> _PROMPT_
Check each line of the entries for "base" and report the ones that have it.

> _DATA TO USE_
•••
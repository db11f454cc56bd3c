//! Fetching a single claimed URL (§4.7 "Fetching a claimed URL").

use crate::claim::{ClaimHandle, ClaimLedger, ClaimOutcome};
use crate::crawl_engine::FailureKind;
use crate::url_norm::{matches_path_prefix, normalize_url};
use crate::worker::browser::BrowserSession;
use crate::worker::links::normalize_candidates;
use crate::worker::{ExistenceRecord, LinkEdge, LinkRef, PageRecord};

const NAV_RETRY_DELAYS_MS: [u64; 2] = [600, 1200];

pub enum FetchOutcome {
    Recorded {
        page: PageRecord,
        edges: Vec<LinkEdge>,
    },
    /// Out-of-scope after redirect, malformed, or otherwise silently dropped.
    Dropped,
    /// Navigation failed outright (or would have reported status 0); a
    /// cheap HTTP probe was substituted so the URL still gets an existence
    /// record instead of vanishing without a trace (§4.7 step 3).
    Unreachable(ExistenceRecord),
}

/// Load, extract, and normalize a single claimed URL. Handles the
/// redirect re-claim dance from §4.7 step 4: if the final URL differs
/// from the seed URL, a second claim is attempted on the final URL; if
/// that fails (another worker already owns it), the seed claim is
/// abandoned (released, not completed) and the URL is dropped.
///
/// Resolves `seed_handle` itself: completed on every path that produces
/// a result (including redirects), released (by drop) on failure.
pub async fn fetch_claimed_url(
    session: &BrowserSession,
    claims: &ClaimLedger,
    http: &reqwest::Client,
    seed_handle: ClaimHandle,
    seed_url: &str,
    path_prefix: &str,
    keep_page_param: bool,
) -> anyhow::Result<Option<FetchOutcome>> {
    let mut last_err = None;
    let page_handle = 'retry: {
        for (attempt, delay_ms) in std::iter::once(0).chain(NAV_RETRY_DELAYS_MS).enumerate() {
            if attempt > 0 {
                tokio::time::sleep(std::time::Duration::from_millis(delay_ms)).await;
            }
            match session.open(seed_url).await {
                Ok(page) => match page.load(seed_url).await {
                    Ok(load_result) => break 'retry Some((page, load_result)),
                    Err(e) => last_err = Some(e),
                },
                Err(e) => last_err = Some(e),
            }
        }
        None
    };

    // seed_handle drops (releases) here on every early return below unless
    // explicitly completed first.
    let Some((page, load_result)) = page_handle else {
        let kind = last_err
            .as_ref()
            .map(FailureKind::classify)
            .unwrap_or(FailureKind::Unknown);
        log::warn!("navigation failed for {seed_url}: {kind:?}, falling back to existence probe");
        let record = probe_existence(http, seed_url).await;
        seed_handle.complete()?;
        return Ok(Some(FetchOutcome::Unreachable(record)));
    };

    let Some(final_normalized) = normalize_url(&load_result.final_url, keep_page_param) else {
        return Ok(Some(FetchOutcome::Dropped));
    };

    let final_handle = if final_normalized != normalize_url(seed_url, keep_page_param).unwrap_or_default() {
        match claims.try_claim(&final_normalized)? {
            ClaimOutcome::Claimed(handle) => Some(handle),
            ClaimOutcome::AlreadyDone | ClaimOutcome::AlreadyClaimed => return Ok(None),
        }
    } else {
        None
    };

    let final_url = url::Url::parse(&final_normalized)?;
    if !matches_path_prefix(final_url.path(), path_prefix) {
        return Ok(Some(FetchOutcome::Dropped));
    }

    let meta = page.read_meta().await?;
    let candidates = page.extract_links().await?;
    page.close().await.ok();

    let edges = normalize_candidates(&final_normalized, candidates, path_prefix, keep_page_param);
    let links = edges
        .iter()
        .map(|e| LinkRef {
            url: e.link_url.clone(),
            text: e.text.clone(),
            kind: e.kind.clone(),
        })
        .collect();

    let title_normalized = meta
        .title
        .as_deref()
        .map(crate::text_norm::normalize_text)
        .unwrap_or_default();

    let record = PageRecord {
        url: final_normalized,
        title: meta.title,
        description: meta.description,
        title_normalized,
        links,
        last_fetched: now_secs(),
    };

    seed_handle.complete()?;
    if let Some(handle) = final_handle {
        handle.complete()?;
    }

    Ok(Some(FetchOutcome::Recorded { page: record, edges }))
}

/// Existence-only fast path (§4.7): a cheap HTTP probe, no rendering.
pub async fn probe_existence(http: &reqwest::Client, input_url: &str) -> ExistenceRecord {
    match http.head(input_url).send().await {
        Ok(response) => ExistenceRecord {
            input_url: input_url.to_string(),
            exists: response.status().is_success(),
            http_status: response.status().as_u16(),
            final_url: response.url().to_string(),
        },
        Err(_) => ExistenceRecord {
            input_url: input_url.to_string(),
            exists: false,
            http_status: 0,
            final_url: input_url.to_string(),
        },
    }
}

fn now_secs() -> u64 {
    std::time::SystemTime::now()
        .duration_since(std::time::UNIX_EPOCH)
        .unwrap_or_default()
        .as_secs()
}
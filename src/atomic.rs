//! Atomic file primitives (C1).
//!
//! Retry-on-contention read/append/write/rename, plus a scoped
//! exclusive-create lock. Every multi-process coordination point in this
//! crate (the frontier, the claim ledger, telemetry snapshots) goes
//! through these functions rather than touching `std::fs` directly, so
//! that contention handling lives in one place.

use std::io;
use std::path::Path;
use std::time::Duration;

use tempfile::NamedTempFile;

const MAX_ATTEMPTS: u32 = 40;
const RETRY_SLEEP: Duration = Duration::from_millis(40);

/// How a filesystem error should be handled by a retry loop.
#[derive(Debug, Clone, Copy, PartialEq, Eq)]
pub enum RetryClass {
    /// Worth retrying: a sharing violation or transient permission error.
    Transient,
    /// Another process already holds or created this resource — not ours.
    Competitive,
    /// Anything else: surface immediately.
    Fatal,
}

pub fn classify(err: &io::Error) -> RetryClass {
    match err.kind() {
        io::ErrorKind::AlreadyExists => RetryClass::Competitive,
        io::ErrorKind::WouldBlock | io::ErrorKind::Interrupted => RetryClass::Transient,
        io::ErrorKind::PermissionDenied => RetryClass::Transient,
        _ => RetryClass::Fatal,
    }
}

fn retry_loop<T>(mut op: impl FnMut() -> io::Result<T>) -> io::Result<T> {
    let mut last_err = None;
    for _ in 0..MAX_ATTEMPTS {
        match op() {
            Ok(v) => return Ok(v),
            Err(e) => match classify(&e) {
                RetryClass::Transient => {
                    last_err = Some(e);
                    std::thread::sleep(RETRY_SLEEP);
                }
                RetryClass::Competitive | RetryClass::Fatal => return Err(e),
            },
        }
    }
    Err(last_err.unwrap_or_else(|| io::Error::other("retry budget exhausted")))
}

/// Read a whole file, retrying on transient contention.
pub fn read_retry(path: &Path) -> io::Result<Vec<u8>> {
    retry_loop(|| std::fs::read(path))
}

/// Append bytes to a file, creating it if absent, retrying on transient contention.
pub fn append_retry(path: &Path, data: &[u8]) -> io::Result<()> {
    use std::io::Write;
    retry_loop(|| {
        let mut file = std::fs::OpenOptions::new()
            .create(true)
            .append(true)
            .open(path)?;
        file.write_all(data)
    })
}

/// Write a file atomically: write to a sibling temp file, then rename over
/// the destination. Survives a mid-process crash — readers either see the
/// old content or the new content, never a partial write.
pub fn write_retry(path: &Path, data: &[u8]) -> io::Result<()> {
    retry_loop(|| {
        let dir = path.parent().unwrap_or_else(|| Path::new("."));
        std::fs::create_dir_all(dir)?;
        let mut tmp = NamedTempFile::new_in(dir)?;
        std::io::Write::write_all(&mut tmp, data)?;
        tmp.persist(path).map_err(|e| e.error)?;
        Ok(())
    })
}

/// Rename `from` to `to`, retrying on transient contention.
pub fn rename_retry(from: &Path, to: &Path) -> io::Result<()> {
    retry_loop(|| std::fs::rename(from, to))
}

/// A handle returned by [`exclusive_create`]; the file was created by this
/// call and no other process holds it.
pub struct ExclusiveHandle {
    pub path: std::path::PathBuf,
    file: std::fs::File,
}

impl ExclusiveHandle {
    pub fn write_all(&mut self, data: &[u8]) -> io::Result<()> {
        std::io::Write::write_all(&mut self.file, data)
    }
}

/// Open `path` with create-if-absent-else-fail semantics.
///
/// Returns `Ok` only if this call created the file. An `AlreadyExists`
/// error means another process (or a previous run) holds this resource —
/// callers must treat that as "not mine", never retry it, and never
/// surface it as an error.
pub fn exclusive_create(path: &Path) -> io::Result<ExclusiveHandle> {
    if let Some(dir) = path.parent() {
        std::fs::create_dir_all(dir)?;
    }
    let file = retry_loop(|| {
        std::fs::OpenOptions::new()
            .create_new(true)
            .write(true)
            .open(path)
    })?;
    Ok(ExclusiveHandle {
        path: path.to_path_buf(),
        file,
    })
}

#[cfg(test)]
mod tests {
    use super::*;
    use std::io::ErrorKind;

    #[test]
    fn write_then_read_round_trips() {
        let dir = tempfile::tempdir().unwrap();
        let path = dir.path().join("a.txt");
        write_retry(&path, b"hello").unwrap();
        assert_eq!(read_retry(&path).unwrap(), b"hello");
    }

    #[test]
    fn append_creates_then_appends() {
        let dir = tempfile::tempdir().unwrap();
        let path = dir.path().join("b.txt");
        append_retry(&path, b"a\n").unwrap();
        append_retry(&path, b"b\n").unwrap();
        assert_eq!(read_retry(&path).unwrap(), b"a\nb\n");
    }

    #[test]
    fn exclusive_create_second_caller_gets_already_exists() {
        let dir = tempfile::tempdir().unwrap();
        let path = dir.path().join("c.lock");
        let _first = exclusive_create(&path).unwrap();
        let second = exclusive_create(&path);
        assert!(second.is_err());
        assert_eq!(second.unwrap_err().kind(), ErrorKind::AlreadyExists);
    }

    #[test]
    fn classify_distinguishes_competitive_from_transient() {
        assert_eq!(
            classify(&io::Error::from(ErrorKind::AlreadyExists)),
            RetryClass::Competitive
        );
        assert_eq!(
            classify(&io::Error::from(ErrorKind::WouldBlock)),
            RetryClass::Transient
        );
        assert_eq!(
            classify(&io::Error::from(ErrorKind::NotFound)),
            RetryClass::Fatal
        );
    }
}
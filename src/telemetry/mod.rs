//! Telemetry Hub (C4): process-local state aggregator plus its Control
//! Channel transport.

pub mod client;
pub mod hub;
pub mod server;
pub mod types;

pub use client::TelemetryClient;
pub use hub::Hub;
pub use types::{BucketRecord, TelemetrySnapshot, ThreadRecord, UpdateMessage};
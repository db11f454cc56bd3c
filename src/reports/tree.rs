//! `tree` report writer (§4.9): an ASCII hierarchical render of the
//! discovered URL path segments, plus one sample URL per branch.

use std::collections::BTreeMap;
use std::path::Path;

#[derive(Default)]
struct Node {
    children: BTreeMap<String, Node>,
    sample_url: Option<String>,
}

impl Node {
    fn insert(&mut self, segments: &[&str], full_url: &str) {
        let mut cursor = self;
        for seg in segments {
            cursor = cursor.children.entry((*seg).to_string()).or_default();
            if cursor.sample_url.is_none() {
                cursor.sample_url = Some(full_url.to_string());
            }
        }
    }

    fn render(&self, out: &mut String, prefix: &str) {
        let mut entries: Vec<(&String, &Node)> = self.children.iter().collect();
        entries.sort_by(|a, b| a.0.cmp(b.0));
        let count = entries.len();
        for (i, (name, node)) in entries.into_iter().enumerate() {
            let is_last = i + 1 == count;
            let branch = if is_last { "└── " } else { "├── " };
            out.push_str(prefix);
            out.push_str(branch);
            out.push_str(name);
            out.push('\n');
            let child_prefix = format!("{prefix}{}", if is_last { "    " } else { "│   " });
            node.render(out, &child_prefix);
        }
    }

    fn render_examples(&self, out: &mut String, path: &str) {
        let mut entries: Vec<(&String, &Node)> = self.children.iter().collect();
        entries.sort_by(|a, b| a.0.cmp(b.0));
        for (name, node) in entries {
            let full_path = format!("{path}/{name}");
            if let Some(sample) = &node.sample_url {
                out.push_str(&format!("- `{full_path}` — {sample}\n"));
            }
            node.render_examples(out, &full_path);
        }
    }
}

/// Build the path-segment tree from normalized page URLs and render both
/// the ASCII listing (`tree.txt`) and the sample-URL examples
/// (`tree-examples.md`).
pub fn write_tree(out_dir: &Path, urls: &[String]) -> std::io::Result<()> {
    let mut root = Node::default();
    for url in urls {
        if let Ok(parsed) = url::Url::parse(url) {
            let segments: Vec<&str> = parsed
                .path_segments()
                .map(|s| s.filter(|seg| !seg.is_empty()).collect())
                .unwrap_or_default();
            root.insert(&segments, url);
        }
    }

    let mut tree_text = String::new();
    root.render(&mut tree_text, "");
    crate::atomic::write_retry(&out_dir.join("tree.txt"), tree_text.as_bytes())?;

    let mut examples = String::from("# Tree examples\n\n");
    root.render_examples(&mut examples, "");
    crate::atomic::write_retry(&out_dir.join("tree-examples.md"), examples.as_bytes())
}

#[cfg(test)]
mod tests {
    use super::*;

    #[test]
    fn renders_nested_segments() {
        let dir = tempfile::tempdir().unwrap();
        let urls = vec![
            "https://example.com/docs/guide".to_string(),
            "https://example.com/docs/api".to_string(),
            "https://example.com/blog".to_string(),
        ];
        write_tree(dir.path(), &urls).unwrap();
        let text = std::fs::read_to_string(dir.path().join("tree.txt")).unwrap();
        assert!(text.contains("docs"));
        assert!(text.contains("guide"));
        assert!(text.contains("blog"));
    }

    #[test]
    fn examples_capture_one_sample_per_branch() {
        let dir = tempfile::tempdir().unwrap();
        let urls = vec![
            "https://example.com/docs/guide".to_string(),
            "https://example.com/docs/api".to_string(),
        ];
        write_tree(dir.path(), &urls).unwrap();
        let examples = std::fs::read_to_string(dir.path().join("tree-examples.md")).unwrap();
        assert!(examples.contains("/docs"));
        assert!(examples.contains("/docs/guide"));
    }
}
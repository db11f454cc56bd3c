//! Crate-wide error type.
//!
//! Only the fatal classes from the error-handling design get a variant
//! here — transient contention, competitive claim acquisition, failed
//! navigations, and out-of-scope URLs are represented as ordinary
//! `Result`/`Option` values at their call sites and never reach this type.

use std::path::PathBuf;

pub type Result<T> = std::result::Result<T, McCrawlError>;

#[derive(Debug, thiserror::Error)]
pub enum McCrawlError {
    #[error("configuration error: {0}")]
    Config(String),

    #[error("output directory is not writable: {0}")]
    OutDirUnwritable(PathBuf),

    #[error("input classification failed: {0}")]
    Classifier(String),

    #[error("output gate rejected the requested reports: {0:?}")]
    Gate(Vec<GateError>),

    #[error(transparent)]
    Io(#[from] std::io::Error),

    #[error(transparent)]
    Other(#[from] anyhow::Error),
}

/// A single `{key, reason}` rejection from the Output Gate (C6).
#[derive(Debug, Clone, serde::Serialize, serde::Deserialize)]
pub struct GateError {
    pub key: String,
    pub reason: String,
}

impl std::fmt::Display for GateError {
    fn fmt(&self, f: &mut std::fmt::Formatter<'_>) -> std::fmt::Result {
        write!(f, "{}: {}", self.key, self.reason)
    }
}
//! Per-domain concurrency limiter
//!
//! This module provides domain-level concurrency limiting to prevent
//! rate limiting and bot detection when crawling websites.

use dashmap::DashMap;
use std::sync::Arc;
use tokio::sync::{OwnedSemaphorePermit, Semaphore};

/// Per-domain concurrency limiter using lock-free `DashMap`
///
/// Each domain gets its own semaphore to limit concurrent requests,
/// preventing rate limiting and reducing bot detection risk.
pub struct DomainLimiter {
    domain_semaphores: DashMap<String, Arc<Semaphore>>,
    max_per_domain: usize,
}

impl DomainLimiter {
    /// Create a new domain limiter with the specified per-domain limit
    ///
    /// # Arguments
    /// * `max_per_domain` - Maximum concurrent requests per domain
    #[must_use]
    pub fn new(max_per_domain: usize) -> Self {
        Self {
            domain_semaphores: DashMap::new(),
            max_per_domain,
        }
    }

    /// Acquire permit for domain (creates semaphore if not exists)
    ///
    /// Returns an owned permit that will be released when dropped.
    /// The semaphore is lazily created on first access for each domain.
    ///
    /// # Arguments
    /// * `domain` - Domain to acquire permit for
    ///
    /// # Panics
    /// Panics if the semaphore is closed (which should never happen in normal operation)
    pub async fn acquire(&self, domain: String) -> OwnedSemaphorePermit {
        let semaphore = self
            .domain_semaphores
            .entry(domain.clone())
            .or_insert_with(|| Arc::new(Semaphore::new(self.max_per_domain)))
            .clone();

        // Semaphore acquire_owned only fails if semaphore is closed.
        // We never close semaphores, so this should always succeed.
        // If it fails, the semaphore system is in an invalid state and we cannot continue.
        loop {
            if let Ok(permit) = semaphore.clone().acquire_owned().await {
                return permit;
            } else {
                // Semaphore was closed - this indicates a serious bug
                log::error!("Semaphore for domain '{domain}' was closed unexpectedly - replacing");

                // Replace the closed semaphore with a fresh one
                let new_semaphore = Arc::new(Semaphore::new(self.max_per_domain));
                self.domain_semaphores
                    .insert(domain.clone(), new_semaphore.clone());

                // Try the new semaphore - it should succeed immediately
                // If it doesn't, loop will retry (defensive programming)
                if let Ok(permit) = new_semaphore.acquire_owned().await {
                    return permit;
                }
                // Even new semaphore failed - extremely unlikely, retry loop
                log::error!("Fresh semaphore also failed - retrying");
                continue;
            }
        }
    }
}
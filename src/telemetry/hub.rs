//! Process-local state aggregator (C4). Lives in the orchestrator process;
//! workers push updates to it over the Control Channel (`server.rs`).

use std::path::{Path, PathBuf};
use std::sync::Arc;

use parking_lot::RwLock;

use crate::atomic;
use crate::telemetry::types::{TelemetrySnapshot, UpdateMessage};

pub struct Hub {
    state: RwLock<TelemetrySnapshot>,
    snapshot_path: PathBuf,
    stop_flag_path: PathBuf,
}

impl Hub {
    pub fn new(telemetry_dir: impl Into<PathBuf>) -> Arc<Self> {
        let dir = telemetry_dir.into();
        Arc::new(Hub {
            state: RwLock::new(TelemetrySnapshot::default()),
            snapshot_path: dir.join("state.json"),
            stop_flag_path: dir.join("stop.flag"),
        })
    }

    /// Apply a tagged-variant update from a worker.
    pub fn apply(&self, update: UpdateMessage) {
        let mut state = self.state.write();
        match update {
            UpdateMessage::Thread {
                worker_id,
                phase,
                url,
                bucket,
                idle_counter,
            } => {
                state.threads.insert(
                    worker_id,
                    crate::telemetry::types::ThreadRecord {
                        phase,
                        url,
                        bucket,
                        idle_counter,
                    },
                );
            }
            UpdateMessage::Bucket {
                bucket,
                owner,
                processed,
                pending,
                last_url,
            } => {
                state.buckets.insert(
                    bucket,
                    crate::telemetry::types::BucketRecord {
                        owner,
                        processed,
                        pending,
                        last_url,
                    },
                );
            }
            UpdateMessage::Tree { path, sample_url } => {
                state.tree.push((path, sample_url));
            }
            UpdateMessage::Bump { counter, by } => {
                *state.totals.entry(counter).or_insert(0) += by;
            }
            UpdateMessage::Step { index, total, label } => {
                state.stepper.current_index = index;
                if state.stepper.steps.len() != total {
                    state.stepper.steps = (0..total).map(|i| format!("step-{i}")).collect();
                }
                if let Some(slot) = state.stepper.steps.get_mut(index) {
                    *slot = label;
                }
            }
            UpdateMessage::Mode { mode } => {
                state.mode = mode;
            }
            UpdateMessage::Event { message } => {
                state.push_event(message);
            }
        }
    }

    pub fn snapshot(&self) -> TelemetrySnapshot {
        self.state.read().clone()
    }

    pub fn mark_started(&self) {
        self.state.write().started = true;
    }

    /// Persist a JSON snapshot atomically so external readers can observe
    /// state without live RPC.
    pub fn persist(&self) -> std::io::Result<()> {
        let snapshot = self.snapshot();
        let bytes = serde_json::to_vec_pretty(&snapshot).unwrap_or_default();
        atomic::write_retry(&self.snapshot_path, &bytes)
    }

    pub fn write_stop_flag(&self) -> std::io::Result<()> {
        atomic::write_retry(&self.stop_flag_path, b"stop")
    }

    pub fn clear_stop_flag(&self) -> std::io::Result<()> {
        match std::fs::remove_file(&self.stop_flag_path) {
            Ok(()) => Ok(()),
            Err(e) if e.kind() == std::io::ErrorKind::NotFound => Ok(()),
            Err(e) => Err(e),
        }
    }

    pub fn stop_requested(&self) -> bool {
        self.stop_flag_path.exists()
    }

    pub fn stop_flag_path(&self) -> &Path {
        &self.stop_flag_path
    }

    /// Spawn a background task that persists a snapshot at a fixed cadence.
    pub fn spawn_snapshot_task(self: &Arc<Self>, interval: std::time::Duration) -> tokio::task::JoinHandle<()> {
        let hub = Arc::clone(self);
        tokio::spawn(async move {
            let mut ticker = tokio::time::interval(interval);
            loop {
                ticker.tick().await;
                if let Err(e) = hub.persist() {
                    log::warn!("telemetry snapshot persistence failed: {e}");
                }
            }
        })
    }
}

#[cfg(test)]
mod tests {
    use super::*;

    #[test]
    fn bump_accumulates_totals() {
        let dir = tempfile::tempdir().unwrap();
        let hub = Hub::new(dir.path());
        hub.apply(UpdateMessage::Bump {
            counter: "urlsFound".into(),
            by: 3,
        });
        hub.apply(UpdateMessage::Bump {
            counter: "urlsFound".into(),
            by: 4,
        });
        assert_eq!(hub.snapshot().totals.get("urlsFound"), Some(&7));
    }

    #[test]
    fn stop_flag_round_trips() {
        let dir = tempfile::tempdir().unwrap();
        let hub = Hub::new(dir.path());
        assert!(!hub.stop_requested());
        hub.write_stop_flag().unwrap();
        assert!(hub.stop_requested());
        hub.clear_stop_flag().unwrap();
        assert!(!hub.stop_requested());
    }

    #[test]
    fn persist_writes_a_readable_snapshot() {
        let dir = tempfile::tempdir().unwrap();
        std::fs::create_dir_all(dir.path()).unwrap();
        let hub = Hub::new(dir.path());
        hub.apply(UpdateMessage::Mode { mode: "discovery".into() });
        hub.persist().unwrap();
        let bytes = std::fs::read(dir.path().join("state.json")).unwrap();
        let snapshot: TelemetrySnapshot = serde_json::from_slice(&bytes).unwrap();
        assert_eq!(snapshot.mode, "discovery");
    }
}
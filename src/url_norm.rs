//! URL normalization (§4.9) and bucket hashing (§4.2).

use url::Url;

const ANALYTICS_PREFIXES: &[&str] = &["utm_"];
const ANALYTICS_EXACT: &[&str] = &["gclid", "fbclid"];

/// Normalize a URL: drop fragment, drop analytics query params, drop `page`
/// unless `keep_page_param`, lowercase host, strip trailing slash unless
/// path is root.
///
/// Idempotent: `normalize_url(normalize_url(u)) == normalize_url(u)`.
pub fn normalize_url(raw: &str, keep_page_param: bool) -> Option<String> {
    let mut url = Url::parse(raw).ok()?;
    if !matches!(url.scheme(), "http" | "https") {
        return None;
    }

    url.set_fragment(None);

    if let Some(host) = url.host_str() {
        let lowered = host.to_lowercase();
        let _ = url.set_host(Some(&lowered));
    }

    let retained: Vec<(String, String)> = url
        .query_pairs()
        .filter(|(k, _)| {
            let k = k.as_ref();
            if ANALYTICS_PREFIXES.iter().any(|p| k.starts_with(p)) {
                return false;
            }
            if ANALYTICS_EXACT.contains(&k) {
                return false;
            }
            if k == "page" && !keep_page_param {
                return false;
            }
            true
        })
        .map(|(k, v)| (k.into_owned(), v.into_owned()))
        .collect();

    if retained.is_empty() {
        url.set_query(None);
    } else {
        url.query_pairs_mut().clear().extend_pairs(&retained);
    }

    let mut s = url.to_string();
    if url.path() != "/" && s.ends_with('/') && url.query().is_none() {
        s.pop();
    }
    Some(s)
}

/// Bucket-hash partition function: `hash(url) mod B`, stable across processes.
pub fn bucket_of(url: &str, bucket_parts: u32) -> u32 {
    let hash = xxhash_rust::xxh3::xxh3_64(url.as_bytes());
    (hash % u64::from(bucket_parts)) as u32
}

/// Asset extensions stripped from link candidates before queueing.
const ASSET_EXTENSIONS: &[&str] = &[
    "png", "jpg", "jpeg", "gif", "svg", "webp", "ico", "bmp", "avif", "woff", "woff2", "ttf",
    "otf", "eot", "mp3", "mp4", "wav", "ogg", "webm", "mov", "avi", "css", "js", "json", "xml",
    "pdf", "zip", "gz", "tar",
];

/// True if the URL's path extension marks it as a non-HTML asset.
pub fn is_asset_url(url: &Url) -> bool {
    url.path_segments()
        .and_then(|mut segs| segs.next_back())
        .and_then(|last| last.rsplit_once('.'))
        .map(|(_, ext)| ASSET_EXTENSIONS.contains(&ext.to_lowercase().as_str()))
        .unwrap_or(false)
}

/// Same-origin or same-registrable-domain check between a link and its page.
pub fn same_scope(candidate: &Url, base: &Url) -> bool {
    candidate.scheme() == base.scheme() && candidate.host_str() == base.host_str()
}

/// True if `path` starts with `prefix` (both `/`-rooted); empty prefix always matches.
pub fn matches_path_prefix(path: &str, prefix: &str) -> bool {
    if prefix.is_empty() || prefix == "/" {
        return true;
    }
    path == prefix || path.starts_with(&format!("{prefix}/")) || path.starts_with(prefix)
}

#[cfg(test)]
mod tests {
    use super::*;

    #[test]
    fn normalize_is_idempotent() {
        let raw = "HTTPS://Example.com/a/b/?utm_source=x&gclid=y&z=1#frag";
        let once = normalize_url(raw, false).unwrap();
        let twice = normalize_url(&once, false).unwrap();
        assert_eq!(once, twice);
        assert!(!once.contains("utm_source"));
        assert!(!once.contains("gclid"));
        assert!(once.contains("z=1"));
    }

    #[test]
    fn root_path_keeps_trailing_slash() {
        let n = normalize_url("https://example.com/", false).unwrap();
        assert_eq!(n, "https://example.com/");
    }

    #[test]
    fn drops_non_http_schemes() {
        assert!(normalize_url("mailto:a@b.com", false).is_none());
        assert!(normalize_url("javascript:void(0)", false).is_none());
    }

    #[test]
    fn page_param_kept_only_when_configured() {
        let dropped = normalize_url("https://example.com/list?page=2", false).unwrap();
        assert!(!dropped.contains("page=2"));
        let kept = normalize_url("https://example.com/list?page=2", true).unwrap();
        assert!(kept.contains("page=2"));
    }

    #[test]
    fn bucket_of_is_stable() {
        let a = bucket_of("https://example.com/x", 16);
        let b = bucket_of("https://example.com/x", 16);
        assert_eq!(a, b);
        assert!(a < 16);
    }

    #[test]
    fn asset_extensions_detected() {
        let png = Url::parse("https://example.com/img/a.PNG").unwrap();
        assert!(is_asset_url(&png));
        let html = Url::parse("https://example.com/page").unwrap();
        assert!(!is_asset_url(&html));
    }
}

#[cfg(test)]
mod proptests {
    use super::*;
    use proptest::prelude::*;

    proptest! {
        #[test]
        fn normalize_url_is_idempotent(
            host in "[a-z]{3,10}\\.(com|org|net)",
            path in "(/[a-z0-9]{1,8}){0,4}",
            keep_page_param: bool,
        ) {
            let raw = format!("https://{host}{path}?utm_source=x&page=2&z=1");
            if let Some(once) = normalize_url(&raw, keep_page_param) {
                let twice = normalize_url(&once, keep_page_param).unwrap();
                prop_assert_eq!(once, twice);
            }
        }
    }
}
•••
> _RESPONSE_
pub fn same_scope(candidate: &Url, base: &Url) -> bool {
    candidate.scheme() == base.scheme() && candidate.host_str() == base.host_str()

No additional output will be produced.